Jon Cryer Recalls A Very Different 'Back To The Future' Ending When He Auditioned For Marty McFly
This week, we learned about a new 35th anniversary box set of Back to the Future that will bring the time traveling trilogy home in 4K for the first time. For those who may feel no immediate urge to purchase yet another edition of the Back to the Future trilogy, this new box set comes with some exciting never-before-seen footage of auditions for the film's cast. Perhaps most notably, Jon Cryer and Ben Stiller auditioned for Marty McFly, and while the latter would just as soon forget how that audition went, the former recalls a very different script being used at the time.
Jon Cryer and Ben Stiller both addressed their auditions for Back to the Future on Twitter:
And he certainly was in no jeopardy from me either (you'll see)
But the #BackToTheFuture script that I read before my audition was VERY DIFFERENT than what ended up on screen.
Thread👇👇 https://t.co/WrtC3PitE3
— Jon Cryer (@MrJonCryer) July 28, 2020
While Stiller was brief in his recollection of auditioning to play Marty McFly, Cryer went on to to discuss some of the differences in the script that he read at the time. This includes an alternate Back to the Future ending before the DeLorean time machine was even part of the story. It's something we've heard about before, but Cryer shines some new light on it from his perspective.

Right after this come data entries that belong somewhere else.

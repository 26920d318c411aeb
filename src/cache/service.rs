//! Cache service facade.
//!
//! Wires the store, lock registry, scanner, engine, orchestrator and
//! diagnostics together and exposes them as one API. Create it at startup,
//! call [`CacheService::start`] inside the runtime and [`CacheService::close`]
//! during shutdown.

use std::collections::BTreeMap;
use std::fmt;
use std::future::Future;
use std::sync::Arc;

use serde::Serialize;
use serde::de::DeserializeOwned;
use serde_json::Value;
use tokio::task::JoinHandle;
use tracing::info;

use super::config::CacheConfig;
use super::engine::{CacheEngine, ComputeOptions};
use super::error::CacheError;
use super::invalidation::{InvalidationOrchestrator, InvalidationReport};
use super::key_locks::KeyLockRegistry;
use super::keys::{EntityType, generate_key};
use super::planner::{InvalidationContext, InvalidationPlan, InvalidationRequest};
use super::scanner::PatternScanner;
use super::stats::Diagnostics;
use super::store::CacheStore;

pub struct CacheService {
    config: CacheConfig,
    locks: Arc<KeyLockRegistry>,
    engine: Arc<CacheEngine>,
    orchestrator: Arc<InvalidationOrchestrator>,
    diagnostics: Diagnostics,
}

impl CacheService {
    pub fn new(store: Arc<dyn CacheStore>, config: CacheConfig) -> Self {
        let locks = Arc::new(KeyLockRegistry::new(
            config.max_key_locks_non_zero(),
            config.lock_idle_timeout(),
        ));
        let scanner = Arc::new(PatternScanner::new(
            Arc::clone(&store),
            config.scan_batch_size_non_zero(),
            config.operation_timeout(),
        ));
        let engine = Arc::new(CacheEngine::new(
            Arc::clone(&store),
            Arc::clone(&locks),
            Arc::clone(&scanner),
            config.clone(),
        ));
        let orchestrator = Arc::new(InvalidationOrchestrator::new(
            Arc::clone(&engine),
            Arc::clone(&scanner),
        ));
        let diagnostics = Diagnostics::new(
            store,
            scanner,
            Arc::clone(&locks),
            config.operation_timeout(),
        );

        Self {
            config,
            locks,
            engine,
            orchestrator,
            diagnostics,
        }
    }

    /// Start background maintenance (the idle lock sweep). Must be called
    /// from within a Tokio runtime.
    pub fn start(&self) {
        self.locks
            .start_reclaimer(self.config.lock_reclaim_interval());
    }

    /// Stop background maintenance and drop every key lock.
    pub async fn close(&self) {
        self.locks.close().await;
        info!("Cache service closed");
    }

    pub fn key_locks(&self) -> &Arc<KeyLockRegistry> {
        &self.locks
    }

    pub async fn get<T: DeserializeOwned>(&self, key: &str) -> Result<Option<T>, CacheError> {
        self.engine.get(key).await
    }

    pub async fn set<T: Serialize + ?Sized>(&self, key: &str, value: &T) -> Result<(), CacheError> {
        self.engine.set(key, value).await
    }

    pub async fn set_long<T: Serialize + ?Sized>(
        &self,
        key: &str,
        value: &T,
    ) -> Result<(), CacheError> {
        self.engine.set_long(key, value).await
    }

    pub async fn get_or_compute<T, E, F, Fut>(
        &self,
        key: &str,
        options: ComputeOptions,
        factory: F,
    ) -> Result<Option<T>, E>
    where
        T: Serialize + DeserializeOwned,
        E: From<CacheError>,
        F: FnOnce() -> Fut,
        Fut: Future<Output = Result<Option<T>, E>>,
    {
        self.engine.get_or_compute(key, options, factory).await
    }

    pub async fn remove(&self, key: &str) -> Result<bool, CacheError> {
        self.engine.remove(key).await
    }

    pub async fn remove_many(&self, keys: &[String]) -> Result<u64, CacheError> {
        self.engine.remove_many(keys).await
    }

    pub async fn remove_by_pattern(&self, pattern: &str) -> Result<u64, CacheError> {
        self.engine.remove_by_pattern(pattern).await
    }

    pub async fn exists(&self, key: &str) -> Result<bool, CacheError> {
        self.engine.exists(key).await
    }

    pub async fn refresh(&self, key: &str) -> Result<bool, CacheError> {
        self.engine.refresh(key).await
    }

    pub async fn keys(&self, pattern: &str) -> Result<Vec<String>, CacheError> {
        self.engine.keys(pattern).await
    }

    pub fn generate_key(&self, prefix: &str, parts: &[&dyn fmt::Display]) -> String {
        generate_key(prefix, parts)
    }

    pub async fn invalidate_entity(
        &self,
        entity_type: EntityType,
        id: Option<i64>,
        cascade: bool,
    ) -> InvalidationReport {
        self.orchestrator
            .invalidate_entity(entity_type, id, cascade)
            .await
    }

    pub async fn invalidate(&self, request: &InvalidationRequest) -> InvalidationReport {
        self.orchestrator.invalidate(request).await
    }

    pub async fn invalidate_related(&self, context: &InvalidationContext) -> InvalidationReport {
        self.orchestrator.invalidate_related(context).await
    }

    pub fn spawn_related(&self, context: InvalidationContext) -> JoinHandle<()> {
        self.orchestrator.spawn_related(context)
    }

    pub fn plan_entity(
        &self,
        entity_type: EntityType,
        id: Option<i64>,
        cascade: bool,
    ) -> InvalidationPlan {
        self.orchestrator.plan_entity(entity_type, id, cascade)
    }

    pub fn plan_related(&self, context: &InvalidationContext) -> InvalidationPlan {
        self.orchestrator.plan_related(context)
    }

    pub async fn clear_all(&self) -> u64 {
        self.orchestrator.clear_all().await
    }

    pub async fn statistics(&self) -> BTreeMap<String, Value> {
        self.diagnostics.statistics().await
    }
}
use std::sync::Once;

use metrics::{Unit, describe_counter, describe_gauge, describe_histogram};
use tracing_error::ErrorLayer;
use tracing_subscriber::{
    EnvFilter, fmt,
    layer::{Layer, SubscriberExt},
    util::SubscriberInitExt,
};

use crate::config::{LogFormat, LoggingSettings};

use super::error::InfraError;

static METRIC_DESCRIPTIONS: Once = Once::new();

/// Install a global tracing subscriber using the provided logging settings.
pub fn init(logging: &LoggingSettings) -> Result<(), InfraError> {
    describe_metrics();

    let env_filter = EnvFilter::builder()
        .with_default_directive(logging.level.into())
        .from_env_lossy();

    let fmt_layer = match logging.format {
        LogFormat::Json => fmt::layer()
            .json()
            .with_current_span(true)
            .with_span_list(true)
            .with_target(true)
            .with_writer(std::io::stderr)
            .boxed(),
        LogFormat::Compact => fmt::layer()
            .compact()
            .with_target(true)
            .with_writer(std::io::stderr)
            .boxed(),
    };

    tracing_subscriber::registry()
        .with(env_filter)
        .with(ErrorLayer::default())
        .with(fmt_layer)
        .try_init()
        .map_err(|err| {
            InfraError::telemetry(format!("failed to install tracing subscriber: {err}"))
        })
}

/// Register descriptions for every metric the cache emits. Safe to call more
/// than once.
pub fn describe_metrics() {
    METRIC_DESCRIPTIONS.call_once(|| {
        describe_counter!(
            "cascade_cache_hit_total",
            Unit::Count,
            "Total number of cache reads that found a decodable entry."
        );
        describe_counter!(
            "cascade_cache_miss_total",
            Unit::Count,
            "Total number of cache reads that returned nothing."
        );
        describe_counter!(
            "cascade_cache_corrupt_total",
            Unit::Count,
            "Total number of undecodable entries dropped on read."
        );
        describe_counter!(
            "cascade_cache_compute_total",
            Unit::Count,
            "Total number of get-or-compute factory invocations."
        );
        describe_counter!(
            "cascade_cache_store_error_total",
            Unit::Count,
            "Total number of failed store calls, labelled by operation."
        );
        describe_gauge!(
            "cascade_cache_key_locks",
            Unit::Count,
            "Current number of registered per-key locks."
        );
        describe_histogram!(
            "cascade_cache_pattern_delete_ms",
            Unit::Milliseconds,
            "Delete-by-pattern latency in milliseconds."
        );
        describe_histogram!(
            "cascade_cache_invalidation_ms",
            Unit::Milliseconds,
            "Entity invalidation latency in milliseconds, cascades included."
        );
    });
}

In a thread that followed from the tweet above, Cryer said that the original opening scene of the movie had Marty playing the theme from Close Encounters of the Third Kind on his guitar as he's pirating a copy of the movie on VHS. Tsk-tsk, Marty. You wouldn't steal a car? Why would you steal a movie?
Cryer also recalled that the time machine at the time was not yet a DeLorean. This is something that hardcore Back to the Future fans know, but it's not exactly common knowledge. So if this isn't new to you, just carry on with your day.
In the original climax, the only way Marty can get back to his own time period is by harnessing the power of nuclear fission to activate what was then apparently just a generic time machine. But there was also another ingredient needed to make it work: Coca-Cola. We can only assume this was in the wake of product placement from E.T. The Extra-Terrestrial doing wonders for Reese's Pieces.
Anyway, in order to do harness the power of nuclear fission, he sneaks the time machine onto an atom bomb test site so the explosion will activate the machine along with the Coca-Cola he has at his disposal. The test site is full of suburban houses and mannequins used to simulate a neighborhood, so scientists could study the effects a nuclear explosion would have on the general population. Some of you probably already know where this is going.
With the time machine ready to go, and the bomb counting down to detonation, Marty reaches for the Coca-Cola to prepare to activate the machine. But he drops the bottle, spilling the Coke all over the place. He makes a mad dash to the surrounding houses, hoping that Coca-Cola is part of the mock housing development's set dressing
Upon finding a Coke in a refrigerator, he's finally good-to-go, pouring it in the time machine, and ready to go back in time. But that's when he realizes that he needs to be able to survive a nuclear explosion in order to actually travel back in time. That's when he climbs in the lead-lined refrigerator where he found the Coke and gets shot back to the future.
That's right, the sequence used to open Indiana Jones and the Kingdom of the Crystal Skull was once intended for use in the climax of Back to the Future. How's that for a slice of movie trivia?
We can't wait to see what other hints of the old Back to the Future script might lie in these unseen auditions from decades ago.